Nasim first played for Victoria Sporting Club in 1926. In 1927, he participated in the IFA Shield in Calcutta with Victoria. In the same year, he featured for the newly-formed Muslim Sporting Club in the Ronaldshay Shield in Dhaka. In 1928, he represented the Dacca XI against Dalhousie AC in an exhibition match. He would also play for Calcutta Sporting Union, as well as Kolkata Mohammedan, where he won the 1940 Rovers Cup with the team. The same year, Nasim would go on to join Aryan FC playing for them up until 1947. He also helped the team win the 1940 IFA Shield. On 25 November 1937, Nasim represented Tipperah XI in an exhibition match against the visiting Islington Corinthians in his home district of Comilla. The game ended in a 3–0 defeat for the home side, with Nasim playing as center-half. Notably, the Tipperah XI included several players from the Calcutta Football League, all hailing from the district.

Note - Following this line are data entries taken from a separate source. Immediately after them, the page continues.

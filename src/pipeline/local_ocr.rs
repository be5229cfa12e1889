//! Local OCR: rasterise each page and run the recogniser on it.
//!
//! ## Page loop
//!
//! The page count is known as soon as the document opens, so pages are
//! processed incrementally: render page N to PNG, recognise it, delete the
//! PNG, move on. Peak disk and memory use is one page image, not the whole
//! document.
//!
//! ## Failure isolation
//!
//! OCR is inherently unreliable. A render or recognition failure on one
//! page, panics included, is logged and recorded as [`OCR_FAILED_SENTINEL`];
//! the other pages keep their text and `pages.len()` still equals the page count. Only a failure to
//! open the document at all produces an unsuccessful result, and even that is
//! a structured result rather than an error.

use crate::config::ExtractionConfig;
use crate::error::{PageError, PdfTextError};
use crate::output::{ExtractionResult, PageText, OCR_FAILED_SENTINEL};
use crate::pipeline::recognise::Recogniser;
use crate::pipeline::render::{PageSource, Rasteriser};
use crate::pipeline::scratch::{ScratchFile, ScratchSpace};
use crate::pipeline::validate::ValidatedPdf;
use crate::pipeline::{Attempt, ExtractionStrategy};
use async_trait::async_trait;
use chrono::Utc;
use std::panic::{self, AssertUnwindSafe};
use std::path::PathBuf;
use std::sync::Arc;
use std::time::{Duration, Instant};
use tracing::{debug, error, info, warn};

/// Settings the page loop needs, copied out of [`ExtractionConfig`].
#[derive(Debug, Clone)]
pub struct LocalOcrSettings {
    pub dpi: u32,
    pub languages: String,
    pub temp_dir: Option<PathBuf>,
    pub timeout: Option<Duration>,
}

impl From<&ExtractionConfig> for LocalOcrSettings {
    fn from(config: &ExtractionConfig) -> Self {
        Self {
            dpi: config.dpi,
            languages: config.languages.clone(),
            temp_dir: config.temp_dir.clone(),
            timeout: config.local_ocr_timeout(),
        }
    }
}

/// The last tier of the chain: always concludes.
pub struct LocalRasterOcr {
    rasteriser: Arc<dyn Rasteriser>,
    recogniser: Arc<dyn Recogniser>,
    settings: LocalOcrSettings,
}

impl LocalRasterOcr {
    pub fn new(
        rasteriser: Arc<dyn Rasteriser>,
        recogniser: Arc<dyn Recogniser>,
        settings: LocalOcrSettings,
    ) -> Self {
        Self {
            rasteriser,
            recogniser,
            settings,
        }
    }
}

#[async_trait]
impl ExtractionStrategy for LocalRasterOcr {
    fn name(&self) -> &'static str {
        "local-ocr"
    }

    async fn attempt(&self, pdf: &ValidatedPdf) -> Result<Attempt, PdfTextError> {
        let rasteriser = Arc::clone(&self.rasteriser);
        let recogniser = Arc::clone(&self.recogniser);
        let settings = self.settings.clone();
        let bytes = pdf.shared();

        let result = tokio::task::spawn_blocking(move || {
            run_local_ocr(&bytes, rasteriser.as_ref(), recogniser.as_ref(), &settings)
        })
        .await
        .unwrap_or_else(|e| {
            error!("Local OCR task panicked: {}", e);
            ExtractionResult::local_ocr_failed()
        });

        Ok(Attempt::Concluded(result))
    }
}

/// Blocking implementation of local OCR.
///
/// Document-level failures (scratch space, unreadable PDF) are downgraded to
/// an unsuccessful [`ExtractionResult`]; the scratch directory is removed on
/// every path out of this function.
pub fn run_local_ocr(
    pdf: &[u8],
    rasteriser: &dyn Rasteriser,
    recogniser: &dyn Recogniser,
    settings: &LocalOcrSettings,
) -> ExtractionResult {
    let deadline = settings.timeout.map(|t| Instant::now() + t);

    let scratch = match ScratchSpace::create(settings.temp_dir.as_deref()) {
        Ok(s) => s,
        Err(e) => {
            error!("OCR failed: {}", e);
            return ExtractionResult::local_ocr_failed();
        }
    };

    let result = match ocr_document(pdf, &scratch, rasteriser, recogniser, settings, deadline) {
        Ok(result) => result,
        Err(e) => {
            error!("OCR failed: {}", e);
            ExtractionResult::local_ocr_failed()
        }
    };

    scratch.close();
    result
}

fn ocr_document(
    pdf: &[u8],
    scratch: &ScratchSpace,
    rasteriser: &dyn Rasteriser,
    recogniser: &dyn Recogniser,
    settings: &LocalOcrSettings,
    deadline: Option<Instant>,
) -> Result<ExtractionResult, PdfTextError> {
    let source = scratch.write_source(
        &format!("ocr-temp-{}.pdf", Utc::now().timestamp_millis()),
        pdf,
    )?;
    let document = rasteriser.open(&source)?;
    let total_pages = document.page_count();
    info!("Local OCR: {} pages at {} DPI", total_pages, settings.dpi);

    let mut pages = Vec::with_capacity(total_pages);
    for index in 0..total_pages {
        let page_num = index + 1;
        if deadline.is_some_and(|d| Instant::now() >= d) {
            warn!(
                "Local OCR deadline reached after {}/{} pages; returning partial text",
                index, total_pages
            );
            break;
        }

        let image = scratch.page_image(page_num);
        let attempt = panic::catch_unwind(AssertUnwindSafe(|| {
            recognise_page(document.as_ref(), recogniser, &image, index, settings)
        }));
        let text = match attempt {
            Ok(Ok(text)) => text.trim().to_string(),
            Ok(Err(e)) => {
                warn!("OCR failed on page {}: {}", page_num, e);
                OCR_FAILED_SENTINEL.to_string()
            }
            Err(payload) => {
                warn!(
                    "OCR panicked on page {}: {}",
                    page_num,
                    panic_message(payload.as_ref())
                );
                OCR_FAILED_SENTINEL.to_string()
            }
        };
        drop(image);
        pages.push(PageText::new(page_num, text));
    }

    let failed = pages.iter().filter(|p| p.is_failed()).count();
    debug!("Local OCR finished: {} pages, {} failed", pages.len(), failed);
    Ok(ExtractionResult::local_ocr(pages, total_pages))
}

fn recognise_page(
    document: &dyn PageSource,
    recogniser: &dyn Recogniser,
    image: &ScratchFile,
    index: usize,
    settings: &LocalOcrSettings,
) -> Result<String, PageError> {
    document.render_png(index, settings.dpi, image.path())?;
    recogniser.recognise(image.path(), index + 1, &settings.languages)
}

fn panic_message(payload: &(dyn std::any::Any + Send)) -> &str {
    payload
        .downcast_ref::<&str>()
        .copied()
        .or_else(|| payload.downcast_ref::<String>().map(String::as_str))
        .unwrap_or("unknown panic")
}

== International career ==
Nasim represented India as a right half in Indian-European matches. In 1933, he was selected for India's tour to Ceylon, making an appearance against Ceylon. The following year, he was a part of the Indian team that toured South Africa.

== Post-playing career ==
Nasim was associated with the East Pakistan Sports Federation (EPSF) and played a significant role in the provincial team selection ahead of the 1957 National Football Championship in Dhaka.

In 1964, he was awarded the Pride of Performance for his contributions to the game of football.

In 1976, he was awarded the National Sports Awards by the Government of Bangladesh.

== Honours ==
Mohammedan Sporting
- Rovers Cup:
  - Winners (1): 1940
Aryan
- IFA Shield:
  - Winners (1): 1940

===Individual===
- 1964 − Pride of Performance Awards.
- 1976 − National Sports Awards.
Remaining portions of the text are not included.